[[ The data open ]]

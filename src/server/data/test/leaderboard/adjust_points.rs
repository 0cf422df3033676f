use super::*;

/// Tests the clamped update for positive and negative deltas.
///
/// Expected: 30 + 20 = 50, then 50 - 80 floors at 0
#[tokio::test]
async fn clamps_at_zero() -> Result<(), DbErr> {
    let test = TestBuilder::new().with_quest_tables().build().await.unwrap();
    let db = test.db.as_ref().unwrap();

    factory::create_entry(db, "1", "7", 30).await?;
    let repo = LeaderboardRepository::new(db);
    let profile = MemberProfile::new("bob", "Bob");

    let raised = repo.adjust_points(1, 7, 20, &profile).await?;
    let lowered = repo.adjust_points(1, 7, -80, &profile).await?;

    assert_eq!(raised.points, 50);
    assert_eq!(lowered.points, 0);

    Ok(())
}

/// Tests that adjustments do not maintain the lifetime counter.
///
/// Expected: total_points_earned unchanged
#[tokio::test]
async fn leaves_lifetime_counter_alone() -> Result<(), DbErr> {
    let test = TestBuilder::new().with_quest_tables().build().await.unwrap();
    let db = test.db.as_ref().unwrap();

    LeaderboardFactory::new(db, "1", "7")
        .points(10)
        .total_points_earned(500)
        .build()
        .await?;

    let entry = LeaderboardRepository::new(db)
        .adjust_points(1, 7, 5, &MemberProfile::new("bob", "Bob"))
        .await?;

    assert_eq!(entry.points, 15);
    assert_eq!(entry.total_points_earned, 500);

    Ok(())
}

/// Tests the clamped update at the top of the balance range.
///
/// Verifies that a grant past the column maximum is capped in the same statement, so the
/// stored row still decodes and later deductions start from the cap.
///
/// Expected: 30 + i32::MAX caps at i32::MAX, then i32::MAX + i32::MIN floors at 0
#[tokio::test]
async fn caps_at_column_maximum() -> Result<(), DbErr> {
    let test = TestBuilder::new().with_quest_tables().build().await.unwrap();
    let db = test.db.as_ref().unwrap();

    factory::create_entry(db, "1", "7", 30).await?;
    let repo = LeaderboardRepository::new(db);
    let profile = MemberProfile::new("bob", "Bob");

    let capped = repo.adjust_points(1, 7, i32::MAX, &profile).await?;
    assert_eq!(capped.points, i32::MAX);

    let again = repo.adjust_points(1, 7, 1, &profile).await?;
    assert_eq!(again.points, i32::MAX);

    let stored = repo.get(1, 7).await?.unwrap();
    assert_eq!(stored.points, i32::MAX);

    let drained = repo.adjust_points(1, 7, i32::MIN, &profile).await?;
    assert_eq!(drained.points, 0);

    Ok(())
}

[[ The data closed ]]
[[ The data open ]]

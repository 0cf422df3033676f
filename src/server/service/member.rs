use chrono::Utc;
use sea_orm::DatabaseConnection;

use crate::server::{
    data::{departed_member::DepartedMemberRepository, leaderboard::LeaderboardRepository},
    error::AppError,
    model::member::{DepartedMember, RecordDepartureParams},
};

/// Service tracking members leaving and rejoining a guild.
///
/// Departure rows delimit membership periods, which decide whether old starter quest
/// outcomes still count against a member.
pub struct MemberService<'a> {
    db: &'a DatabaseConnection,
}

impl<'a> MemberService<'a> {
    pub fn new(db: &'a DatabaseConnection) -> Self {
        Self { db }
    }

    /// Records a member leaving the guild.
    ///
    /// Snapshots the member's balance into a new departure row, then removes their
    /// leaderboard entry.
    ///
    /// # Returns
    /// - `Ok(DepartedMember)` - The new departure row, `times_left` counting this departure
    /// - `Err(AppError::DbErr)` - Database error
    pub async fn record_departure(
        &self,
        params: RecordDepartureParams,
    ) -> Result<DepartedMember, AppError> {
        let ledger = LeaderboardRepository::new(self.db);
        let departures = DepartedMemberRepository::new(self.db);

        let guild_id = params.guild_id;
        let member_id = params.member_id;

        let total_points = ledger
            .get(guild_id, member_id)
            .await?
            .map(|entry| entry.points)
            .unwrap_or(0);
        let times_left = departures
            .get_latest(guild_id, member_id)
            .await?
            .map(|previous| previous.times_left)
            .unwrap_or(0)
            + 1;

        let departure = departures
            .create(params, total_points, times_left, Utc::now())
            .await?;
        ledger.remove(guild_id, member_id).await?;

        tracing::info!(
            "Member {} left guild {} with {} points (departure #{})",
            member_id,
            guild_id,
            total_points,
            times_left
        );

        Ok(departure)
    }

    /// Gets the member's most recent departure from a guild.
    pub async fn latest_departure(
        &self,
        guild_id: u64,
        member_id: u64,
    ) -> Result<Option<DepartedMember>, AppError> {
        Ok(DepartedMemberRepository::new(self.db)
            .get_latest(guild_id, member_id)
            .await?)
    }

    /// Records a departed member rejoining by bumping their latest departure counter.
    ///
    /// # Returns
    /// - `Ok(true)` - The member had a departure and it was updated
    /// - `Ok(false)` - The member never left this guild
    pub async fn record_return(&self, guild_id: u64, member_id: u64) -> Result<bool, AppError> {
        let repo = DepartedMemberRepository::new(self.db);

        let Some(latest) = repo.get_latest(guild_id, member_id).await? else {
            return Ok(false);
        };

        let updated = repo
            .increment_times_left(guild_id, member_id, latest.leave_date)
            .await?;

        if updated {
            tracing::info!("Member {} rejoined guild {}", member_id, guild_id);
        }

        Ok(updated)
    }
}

[[ The data closed ]]

**Exercise brief:**
Which lines of the records above hold the word "this"? Copy each one out.

**Exercise solution:**
    /// - `Ok(DepartedMember)` - The new departure row, `times_left` counting this departure
    /// - `Ok(false)` - The member never left this guild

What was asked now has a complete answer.